13:55Mais quand c'est pas trop mal fait, et je crois que le gouvernement pense à un système,
13:59enfin, certains gouvernements pensent à un système pas trop idiot,
14:02c'est-à-dire une proportionnelle intégrale par région ou par département,
14:06qui permet d'avoir une assise locale,
14:08tout en mettant les partis politiques dans un état d'esprit de compromis.
14:15On ne peut pas gouverner tout seul.
14:16Si chacun des hommes politiques français se disaient
14:18« je ne pourrai jamais gouverner tout seul »,
14:20il serait dans un autre état d'esprit.
14:21Et je vous annonce que Guillaume Roquet aura le mot de la fin,
14:26rapide, sur la proportionnelle.
14:27Oui, moi, je suis prudent sur la proportionnelle, pour deux raisons.
14:32D'abord, une raison de mathématiques électorales.
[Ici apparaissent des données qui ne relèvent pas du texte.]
use std::collections::HashMap;

use super::protocol::MessageTag;

pub type ReliableHandler = Box<dyn FnMut(&[u8])>;

/// Registry of reliable-command handlers, keyed by message tag. A tag may
/// carry several handlers; all of them see the same payload, in registration
/// order.
#[derive(Default)]
pub struct HandlerRegistry {
    handlers: HashMap<MessageTag, Vec<ReliableHandler>>,
}

impl HandlerRegistry {
    pub fn new() -> Self {
        Self::default()
    }

    pub fn register<F>(&mut self, type_name: &str, handler: F)
    where
        F: FnMut(&[u8]) + 'static,
    {
        self.register_tag(MessageTag::from_name(type_name), handler);
    }

    pub fn register_tag<F>(&mut self, tag: MessageTag, handler: F)
    where
        F: FnMut(&[u8]) + 'static,
    {
        self.handlers.entry(tag).or_default().push(Box::new(handler));
    }

    /// Invokes every handler registered for the tag; returns how many ran.
    pub fn dispatch(&mut self, tag: MessageTag, payload: &[u8]) -> usize {
        let Some(handlers) = self.handlers.get_mut(&tag) else {
            log::debug!("no handler for reliable command {:08X}", tag.raw());
            return 0;
        };

        for handler in handlers.iter_mut() {
            handler(payload);
        }

        handlers.len()
    }
}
14:35Il faut qu'il y ait des majorités claires pour pouvoir avoir un cap clair.
14:39Et l'impuissance du gouvernement actuel montre effectivement,
14:42pour l'instant, ça ne fonctionne pas.
14:44Et l'autre réticence, c'est que, vous le disiez,
14:46la proportionnelle favorise les alliances, les coalitions,
14:48et donc une espèce d'entre-deux.
14:50Et c'est le retour du centre mou ou du macronisme inefficace.
14:54Merci à tous les trois.
14:55Françoise Fressos, Thomas Legrand, Guillaume Roquet,
14:57toujours un plaisir de vous recevoir dans le débat du 7-10.